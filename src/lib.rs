//! Distributed vote-processing pipeline.
//!
//! Ingests, authenticates, deduplicates, aggregates, and audits ballots
//! for two ballot styles: a binary referendum and a regional candidate
//! election (single-choice or ranked-choice).
//!
//! The pipeline has three independently scaled stages joined by a durable
//! message bus:
//!
//! - **Ingestion** (`ingest`): a stateless HTTP front-end that validates
//!   submission shape, derives the credential fingerprint, and publishes
//!   envelopes to the `validation` stream with durable-publish semantics.
//! - **Validation workers** (`worker`): authenticate the fingerprint
//!   against the valid set, perform the atomic claim that guarantees
//!   at-most-once acceptance, write the audit record, and forward accepted
//!   envelopes to the `aggregation` stream.
//! - **Aggregation** (`aggregate`): applies accepted envelopes to the
//!   persistent tallies in time-and-size-bounded batches of idempotent,
//!   additive upserts.
//!
//! Supporting modules: `bus` (the durable broker), `credential` (the
//! valid/cast/duplicate-counter store), `store` (audit and tally clients),
//! `domain` (shared data model), `config`, and `retry`.

pub mod aggregate;
pub mod bus;
pub mod config;
pub mod credential;
pub mod domain;
pub mod ingest;
pub mod retry;
pub mod store;
pub mod worker;
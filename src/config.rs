// src/config.rs
use chrono::NaiveDate;
use clap::Parser;
use std::net::SocketAddr;
use std::time::Duration;

pub const GAINERS_URL: &str = "https://www.ndtv.com/business/marketdata/stocks-gainers/nifty_weekly";
pub const QUOTE_BASE_URL: &str = "https://query1.finance.yahoo.com";

/// Runtime settings. Every flag can also come from the environment (or `.env`).
#[derive(Parser, Debug, Clone)]
#[command(version, about = "Stock forecast dashboard", long_about = None)]
pub struct Settings {
    /// Address the dashboard listens on.
    #[arg(long, env = "DASHBOARD_BIND", default_value = "127.0.0.1:3030")]
    pub bind: SocketAddr,

    /// Page holding the weekly top gainers table.
    #[arg(long, env = "GAINERS_URL", default_value = GAINERS_URL)]
    pub gainers_url: String,

    /// Base URL of the chart endpoint used for daily bars.
    #[arg(long, env = "QUOTE_BASE_URL", default_value = QUOTE_BASE_URL)]
    pub quote_base_url: String,

    /// First day of price history to download.
    #[arg(long, env = "HISTORY_START", default_value = "2015-01-01")]
    pub history_start: NaiveDate,

    #[arg(long, env = "HTTP_TIMEOUT_SECS", default_value_t = 30)]
    pub http_timeout_secs: u64,

    #[arg(
        long,
        env = "HTTP_USER_AGENT",
        default_value = "Mozilla/5.0 (X11; Linux x86_64) stock-forecast/0.1"
    )]
    pub user_agent: String,

    /// Delay between banner items during the first sweep.
    #[arg(long, env = "BANNER_INTRO_MS", default_value_t = 500)]
    pub banner_intro_ms: u64,

    /// Delay between banner items after the first sweep.
    #[arg(long, env = "BANNER_CYCLE_MS", default_value_t = 1500)]
    pub banner_cycle_ms: u64,

    /// Sweeps after the intro before the banner stops rotating.
    #[arg(long, env = "BANNER_ROUNDS", default_value_t = 1000)]
    pub banner_rounds: u32,
}

impl Settings {
    pub fn http_timeout(&self) -> Duration {
        Duration::from_secs(self.http_timeout_secs)
    }

    pub fn http_client(&self) -> reqwest::Result<reqwest::Client> {
        reqwest::Client::builder()
            .timeout(self.http_timeout())
            .user_agent(self.user_agent.as_str())
            .build()
    }
}
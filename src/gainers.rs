// src/gainers.rs
use crate::error::{DashboardError, Result};
use crate::models::GainersTable;
use log::{debug, info, warn};
use reqwest::Client;
use scraper::{ElementRef, Html, Selector};

const WHAT: &str = "gainers table";

/// Download the gainers page and turn its table into rows.
pub async fn fetch_gainers(client: &Client, url: &str) -> Result<GainersTable> {
    info!("Fetching gainers page {}", url);
    let response = client
        .get(url)
        .send()
        .await
        .map_err(|e| DashboardError::network(url, e))?;

    if !response.status().is_success() {
        warn!("Gainers page answered HTTP {}", response.status());
        return Err(DashboardError::network(
            url,
            format!("HTTP {}", response.status()),
        ));
    }

    let body = response
        .text()
        .await
        .map_err(|e| DashboardError::network(url, e))?;
    let table = parse_gainers(&body)?;
    if let Some(top) = table.records().next() {
        debug!("Top gainer: {:?}", top);
    }
    info!(
        "Scraped {} gainers across {} columns",
        table.rows.len(),
        table.columns.len()
    );
    Ok(table)
}

/// `th` cells name the columns; every `tr` holding `td` cells is a row.
pub fn parse_gainers(html: &str) -> Result<GainersTable> {
    let document = Html::parse_document(html);
    let th = selector("th")?;
    let tr = selector("tr")?;
    let td = selector("td")?;

    let columns: Vec<String> = document.select(&th).map(cell_text).collect();
    if columns.is_empty() {
        return Err(DashboardError::parse(WHAT, "no header cells found"));
    }

    let mut rows = Vec::new();
    for row in document.select(&tr) {
        let cells: Vec<String> = row.select(&td).map(cell_text).collect();
        if cells.is_empty() {
            continue;
        }
        if cells.len() != columns.len() {
            return Err(DashboardError::parse(
                WHAT,
                format!(
                    "row {} has {} cells, expected {}",
                    rows.len() + 1,
                    cells.len(),
                    columns.len()
                ),
            ));
        }
        rows.push(cells);
    }

    Ok(GainersTable { columns, rows })
}

fn selector(css: &str) -> Result<Selector> {
    Selector::parse(css).map_err(|e| DashboardError::parse("selector", format!("{e:?}")))
}

fn cell_text(cell: ElementRef<'_>) -> String {
    cell.text().collect::<String>().trim().to_string()
}
// src/error.rs
use thiserror::Error;
use warp::http::StatusCode;
use warp::reject::Reject;

/// Every failure a dashboard stage can produce.
///
/// Variants carry rendered messages rather than source errors so the type is
/// `Clone`; the memo cache hands one failure to every waiter on the same key.
#[derive(Debug, Clone, PartialEq, Error)]
pub enum DashboardError {
    #[error("network failure fetching {url}: {message}")]
    Network { url: String, message: String },

    #[error("could not parse {what}: {message}")]
    Parse { what: String, message: String },

    #[error("no data returned for {0}")]
    EmptyDataset(String),

    #[error("forecast failed: {0}")]
    Forecast(String),

    #[error("unknown ticker {0}")]
    UnknownTicker(String),

    #[error("forecast horizon must be between 1 and 4 years, got {0}")]
    InvalidHorizon(u32),

    #[error("failed to render page: {0}")]
    Render(String),
}

impl DashboardError {
    pub fn network(url: impl Into<String>, err: impl std::fmt::Display) -> Self {
        DashboardError::Network {
            url: url.into(),
            message: err.to_string(),
        }
    }

    pub fn parse(what: impl Into<String>, err: impl std::fmt::Display) -> Self {
        DashboardError::Parse {
            what: what.into(),
            message: err.to_string(),
        }
    }

    pub fn status(&self) -> StatusCode {
        match self {
            DashboardError::Network { .. } | DashboardError::Parse { .. } => {
                StatusCode::BAD_GATEWAY
            }
            DashboardError::EmptyDataset(_) => StatusCode::NOT_FOUND,
            DashboardError::Forecast(_) => StatusCode::UNPROCESSABLE_ENTITY,
            DashboardError::UnknownTicker(_) | DashboardError::InvalidHorizon(_) => {
                StatusCode::BAD_REQUEST
            }
            DashboardError::Render(_) => StatusCode::INTERNAL_SERVER_ERROR,
        }
    }
}

impl From<tera::Error> for DashboardError {
    fn from(err: tera::Error) -> Self {
        // tera nests the useful message in the source chain
        let mut message = err.to_string();
        let mut source = std::error::Error::source(&err);
        while let Some(inner) = source {
            message = format!("{message}: {inner}");
            source = inner.source();
        }
        DashboardError::Render(message)
    }
}

impl Reject for DashboardError {}

pub type Result<T, E = DashboardError> = std::result::Result<T, E>;
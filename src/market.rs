// src/market.rs
use crate::error::{DashboardError, Result};
use crate::models::{PriceBar, PriceSeries};
use async_trait::async_trait;
use chrono::{DateTime, Days, NaiveDate, NaiveTime};
use log::{info, warn};
use reqwest::Client;
use serde::Deserialize;

/// Source of daily OHLCV bars.
#[async_trait]
pub trait MarketDataProvider: Send + Sync {
    /// Bars dated inside `[start, end]`, ascending, one per day.
    async fn daily_bars(&self, ticker: &str, start: NaiveDate, end: NaiveDate)
        -> Result<PriceSeries>;
}

#[derive(Deserialize)]
struct ChartEnvelope {
    chart: ChartBody,
}

#[derive(Deserialize)]
struct ChartBody {
    result: Option<Vec<ChartResult>>,
    error: Option<ChartError>,
}

#[derive(Deserialize)]
struct ChartError {
    code: String,
    description: String,
}

#[derive(Deserialize)]
struct ChartResult {
    #[serde(default)]
    meta: ChartMeta,
    #[serde(default)]
    timestamp: Vec<i64>,
    indicators: Indicators,
}

#[derive(Deserialize, Default)]
struct ChartMeta {
    #[serde(default, rename = "gmtoffset")]
    gmt_offset: i64,
}

#[derive(Deserialize)]
struct Indicators {
    #[serde(default)]
    quote: Vec<QuoteColumns>,
}

// The endpoint leaves `null` holes for halted sessions.
#[derive(Deserialize, Default)]
struct QuoteColumns {
    #[serde(default)]
    open: Vec<Option<f64>>,
    #[serde(default)]
    high: Vec<Option<f64>>,
    #[serde(default)]
    low: Vec<Option<f64>>,
    #[serde(default)]
    close: Vec<Option<f64>>,
    #[serde(default)]
    volume: Vec<Option<u64>>,
}

/// Daily bars from the Yahoo Finance chart endpoint.
pub struct YahooChartProvider {
    client: Client,
    base_url: String,
}

impl YahooChartProvider {
    pub fn new(client: Client, base_url: impl Into<String>) -> Self {
        YahooChartProvider {
            client,
            base_url: base_url.into().trim_end_matches('/').to_string(),
        }
    }

    fn chart_url(&self, ticker: &str) -> String {
        format!("{}/v8/finance/chart/{}", self.base_url, ticker)
    }
}

#[async_trait]
impl MarketDataProvider for YahooChartProvider {
    async fn daily_bars(
        &self,
        ticker: &str,
        start: NaiveDate,
        end: NaiveDate,
    ) -> Result<PriceSeries> {
        let url = self.chart_url(ticker);
        let period1 = start.and_time(NaiveTime::MIN).and_utc().timestamp();
        let period2 = end
            .checked_add_days(Days::new(1))
            .unwrap_or(end)
            .and_time(NaiveTime::MIN)
            .and_utc()
            .timestamp();
        info!("Downloading {} bars from {} to {}", ticker, start, end);

        let response = self
            .client
            .get(&url)
            .query(&[
                ("period1", period1.to_string()),
                ("period2", period2.to_string()),
                ("interval", "1d".to_string()),
                ("events", "div,split".to_string()),
            ])
            .send()
            .await
            .map_err(|e| DashboardError::network(&url, e))?;

        let status = response.status();
        let body = response
            .text()
            .await
            .map_err(|e| DashboardError::network(&url, e))?;

        // Unknown symbols come back as 404 with a chart error body.
        let envelope = match serde_json::from_str::<ChartEnvelope>(&body) {
            Ok(envelope) => envelope,
            Err(_) if !status.is_success() => {
                warn!("Chart request for {} answered HTTP {}", ticker, status);
                return Err(DashboardError::network(&url, format!("HTTP {status}")));
            }
            Err(e) => return Err(DashboardError::parse(format!("{ticker} chart"), e)),
        };

        let bars = extract_bars(ticker, envelope)?;
        let series = PriceSeries {
            ticker: ticker.to_string(),
            bars: normalize(bars, start, end),
        };
        if series.is_empty() {
            return Err(DashboardError::EmptyDataset(ticker.to_string()));
        }
        if let Some(last) = series.last_date() {
            info!("Loaded {} bars for {} through {}", series.bars.len(), ticker, last);
        }
        Ok(series)
    }
}

fn extract_bars(ticker: &str, envelope: ChartEnvelope) -> Result<Vec<PriceBar>> {
    if let Some(err) = envelope.chart.error {
        warn!("Chart error for {}: {} ({})", ticker, err.description, err.code);
        return Err(DashboardError::EmptyDataset(format!(
            "{ticker}: {}",
            err.description
        )));
    }

    let Some(result) = envelope.chart.result.and_then(|r| r.into_iter().next()) else {
        return Err(DashboardError::EmptyDataset(ticker.to_string()));
    };
    let quote = result.indicators.quote.into_iter().next().unwrap_or_default();
    let offset = result.meta.gmt_offset;

    let mut bars = Vec::with_capacity(result.timestamp.len());
    for (i, ts) in result.timestamp.iter().enumerate() {
        let column = |values: &[Option<f64>]| values.get(i).copied().flatten();
        let (Some(open), Some(high), Some(low), Some(close)) = (
            column(&quote.open),
            column(&quote.high),
            column(&quote.low),
            column(&quote.close),
        ) else {
            continue;
        };
        let Some(stamp) = DateTime::from_timestamp(ts + offset, 0) else {
            continue;
        };
        bars.push(PriceBar {
            date: stamp.date_naive(),
            open,
            high,
            low,
            close,
            volume: quote.volume.get(i).copied().flatten().unwrap_or(0),
        });
    }
    Ok(bars)
}

/// Clamp to `[start, end]`, sort ascending, keep the last bar seen for a date.
pub fn normalize(mut bars: Vec<PriceBar>, start: NaiveDate, end: NaiveDate) -> Vec<PriceBar> {
    bars.retain(|bar| bar.date >= start && bar.date <= end);
    bars.sort_by_key(|bar| bar.date);

    let mut out: Vec<PriceBar> = Vec::with_capacity(bars.len());
    for bar in bars {
        match out.last_mut() {
            Some(last) if last.date == bar.date => *last = bar,
            _ => out.push(bar),
        }
    }
    out
}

◆ ASSIGNMENT
Output only an exact transcription of the lines above from the one with "the type is" up to and including the one with "fn from(err: tera::Error)".

◆ OUTPUT FOR THIS TASK
/// Variants carry rendered messages rather than source errors so the type is
/// `Clone`; the memo cache hands one failure to every waiter on the same key.
#[derive(Debug, Clone, PartialEq, Error)]
pub enum DashboardError {
    #[error("network failure fetching {url}: {message}")]
    Network { url: String, message: String },

    #[error("could not parse {what}: {message}")]
    Parse { what: String, message: String },

    #[error("no data returned for {0}")]
    EmptyDataset(String),

    #[error("forecast failed: {0}")]
    Forecast(String),

    #[error("unknown ticker {0}")]
    UnknownTicker(String),

    #[error("forecast horizon must be between 1 and 4 years, got {0}")]
    InvalidHorizon(u32),

    #[error("failed to render page: {0}")]
    Render(String),
}

impl DashboardError {
    pub fn network(url: impl Into<String>, err: impl std::fmt::Display) -> Self {
        DashboardError::Network {
            url: url.into(),
            message: err.to_string(),
        }
    }

    pub fn parse(what: impl Into<String>, err: impl std::fmt::Display) -> Self {
        DashboardError::Parse {
            what: what.into(),
            message: err.to_string(),
        }
    }

    pub fn status(&self) -> StatusCode {
        match self {
            DashboardError::Network { .. } | DashboardError::Parse { .. } => {
                StatusCode::BAD_GATEWAY
            }
            DashboardError::EmptyDataset(_) => StatusCode::NOT_FOUND,
            DashboardError::Forecast(_) => StatusCode::UNPROCESSABLE_ENTITY,
            DashboardError::UnknownTicker(_) | DashboardError::InvalidHorizon(_) => {
                StatusCode::BAD_REQUEST
            }
            DashboardError::Render(_) => StatusCode::INTERNAL_SERVER_ERROR,
        }
    }
}

impl From<tera::Error> for DashboardError {
    fn from(err: tera::Error) -> Self {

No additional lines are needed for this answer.